Frequently Asked Questions

How does Zep differ from simple vector store memory?+

Vector stores retrieve similar text chunks. Zep goes further by extracting structured facts, building entity relationship graphs, and tracking temporal context. This means Zep can answer questions like 'what did the user say about budgets last month' rather than just finding semantically similar messages.

Can Zep work with any LLM provider?+

Yes. Zep is LLM-agnostic. It stores and retrieves memory independently of your model choice. You can use Zep with OpenAI, Anthropic Claude, local models via Ollama, or any other provider. The memory retrieval results are plain text you inject into any prompt format.

Does Zep support knowledge graphs?+

Yes. Zep automatically extracts entities and relationships from conversations and builds a knowledge graph.
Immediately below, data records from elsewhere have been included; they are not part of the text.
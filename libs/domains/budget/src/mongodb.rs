//! MongoDB implementation of CatalogGateway

use async_trait::async_trait;
use core_config::{ConfigError, FromEnv, env_or_default, env_parse_or};
use futures_util::TryStreamExt;
use mongodb::{
    Client, Collection,
    bson::{self, Bson, Document, doc},
    options::ClientOptions,
};
use std::collections::BTreeSet;
use std::future::IntoFuture;
use std::time::Duration;
use tracing::{info, instrument, warn};

use crate::catalog::CatalogGateway;
use crate::error::{BudgetError, BudgetResult};
use crate::models::{CatalogDocument, CatalogEntry};

/// Connection settings for the pricing catalog store
#[derive(Clone, Debug)]
pub struct CatalogConfig {
    /// Format: mongodb://[username:password@]host[:port][/database][?options]
    pub uri: String,
    pub database: String,
    pub collection: String,
    /// Bounds server selection, connection and every query
    pub timeout: Duration,
}

impl Default for CatalogConfig {
    fn default() -> Self {
        Self {
            uri: "mongodb://localhost:27017/".to_string(),
            database: "cloud_pricing".to_string(),
            collection: "pricing_catalog".to_string(),
            timeout: Duration::from_millis(3000),
        }
    }
}

impl FromEnv for CatalogConfig {
    /// Reads MONGO_URI, DB_NAME, COLLECTION_NAME and CATALOG_TIMEOUT_MS
    fn from_env() -> Result<Self, ConfigError> {
        let defaults = Self::default();
        Ok(Self {
            uri: env_or_default("MONGO_URI", &defaults.uri),
            database: env_or_default("DB_NAME", &defaults.database),
            collection: env_or_default("COLLECTION_NAME", &defaults.collection),
            timeout: Duration::from_millis(env_parse_or("CATALOG_TIMEOUT_MS", 3000u64)?),
        })
    }
}

/// Catalog backed by a MongoDB collection of [`CatalogDocument`]s.
///
/// Documents are fetched raw and decoded one at a time, so a single
/// malformed document is skipped instead of failing the whole query.
pub struct MongoCatalogGateway {
    collection: Collection<Document>,
    timeout: Duration,
}

impl MongoCatalogGateway {
    /// Connect and ping the server. Any failure is `CatalogUnavailable`;
    /// there is no retry.
    #[instrument(skip(config), fields(database = %config.database, collection = %config.collection))]
    pub async fn connect(config: &CatalogConfig) -> BudgetResult<Self> {
        let mut options = ClientOptions::parse(&config.uri).await?;
        options.connect_timeout = Some(config.timeout);
        options.server_selection_timeout = Some(config.timeout);
        options.app_name = Some("budget-planner".to_string());

        let client = Client::with_options(options)?;
        let database = client.database(&config.database);

        bounded(config.timeout, database.run_command(doc! { "ping": 1 })).await?;
        info!("Connected to pricing catalog");

        Ok(Self {
            collection: database.collection::<Document>(&config.collection),
            timeout: config.timeout,
        })
    }

    fn resources_filter(provider: &str, category: &str) -> Document {
        doc! { "provider": provider, "service_type": category }
    }

    async fn distinct(&self, field: &str, filter: Document) -> BudgetResult<BTreeSet<String>> {
        let values = bounded(self.timeout, self.collection.distinct(field, filter)).await?;
        Ok(distinct_strings(values))
    }
}

/// Keep the non-empty string values of a `distinct` result
fn distinct_strings(values: Vec<Bson>) -> BTreeSet<String> {
    values
        .into_iter()
        .filter_map(|value| match value {
            Bson::String(s) if !s.trim().is_empty() => Some(s),
            _ => None,
        })
        .collect()
}

/// Decode one stored document; malformed ones are logged and dropped
fn document_to_entry(document: Document) -> Option<CatalogEntry> {
    let id = document.get("_id").map(Bson::to_string).unwrap_or_default();
    match bson::from_document::<CatalogDocument>(document) {
        Ok(parsed) => parsed.into_entry(),
        Err(e) => {
            warn!(%id, error = %e, "Skipping malformed catalog document");
            None
        }
    }
}

/// Run a driver call under `timeout`
async fn bounded<T, F>(timeout: Duration, operation: F) -> BudgetResult<T>
where
    F: IntoFuture<Output = mongodb::error::Result<T>>,
{
    match tokio::time::timeout(timeout, operation).await {
        Ok(result) => result.map_err(BudgetError::from),
        Err(_) => {
            warn!(timeout_ms = timeout.as_millis() as u64, "Catalog query timed out");
            Err(BudgetError::CatalogUnavailable(format!(
                "catalog did not answer within {} ms",
                timeout.as_millis()
            )))
        }
    }
}

#[async_trait]
impl CatalogGateway for MongoCatalogGateway {
    #[instrument(skip(self))]
    async fn list_providers(&self) -> BudgetResult<BTreeSet<String>> {
        self.distinct("provider", doc! {}).await
    }

    #[instrument(skip(self))]
    async fn list_categories(&self, provider: &str) -> BudgetResult<BTreeSet<String>> {
        self.distinct("service_type", doc! { "provider": provider })
            .await
    }

    #[instrument(skip(self))]
    async fn list_resources(
        &self,
        provider: &str,
        category: &str,
    ) -> BudgetResult<Vec<CatalogEntry>> {
        let query = async {
            let cursor = self
                .collection
                .find(Self::resources_filter(provider, category))
                .sort(doc! { "_id": 1 })
                .await?;
            cursor.try_collect::<Vec<Document>>().await
        };
        let documents = bounded(self.timeout, query).await?;

        Ok(documents.into_iter().filter_map(document_to_entry).collect())
    }
}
You can query this graph to understand connections between people, projects, preferences, and other concepts mentioned across sessions.

What is temporal-aware retrieval?+

Temporal-aware retrieval means Zep tracks when information was mentioned and can prioritize recent facts over older ones. If a user changed their preference from Python to Rust last week, Zep surfaces the Rust preference rather than the outdated Python one.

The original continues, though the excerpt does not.